WPI based Inflation has been on a declining trend and stood at 4.89 percent for April-13.
The Core Inflation, which is inflation in non-food manufactured products, eased to 2.77 percent in April-13. This goes to higlight the demand-constraining effect of high interest rates on the core manufacting products.
As a result, while RBI continues to provide emphasis on inflation management, the boosting of growth has acquired more focus offlate. We believe that in the backdrop of a normal monsoon, RBI would have a sizeable headroom to effect a more robust policy response to boost growth in the coming months.
Growth focus acquires all the more importance because the Indian economy has moderated significantly over the last 12-18 months. The average industrial growth in the last 12 months has been around 1.04 percent yoy.
With high borrowing cost, the industries and households continue to defer their investment and expenditure decisions respectively. This has led to slow down in aggregate demand leading to moderation in GDP growth.
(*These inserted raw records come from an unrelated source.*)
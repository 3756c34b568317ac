//! Cursors over a [`DoublyLinkedList`](super::DoublyLinkedList).
//!
//! A cursor points at exactly one node of a list, which may be either of the sentinels. Moving
//! past a sentinel does nothing, so a cursor can't leave its list. [`Cursor`] borrows the list
//! immutably, while [`CursorMut`] borrows it mutably and can insert, erase and splice around its
//! current node.

mod cursor;
mod state;

pub use cursor::*;
pub use state::*;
The GDP growth has moderated sizeable into Q3-FY13 at 4.5 percent yoy. While it is expected that the economy may pick up some steam, it may take some more time to achieve pre-2008 levels.
This highlights that a structural imbalance may have got built-in; and may require a prolonged redressal needing a robust policy response.
Going forward, we believe that the central banker has increasingly begun to focus on growth revival as a primal policy stance in its formal statement. Additional headroom for policy is being created by the declining inflation and reducing crude oil prices internationally.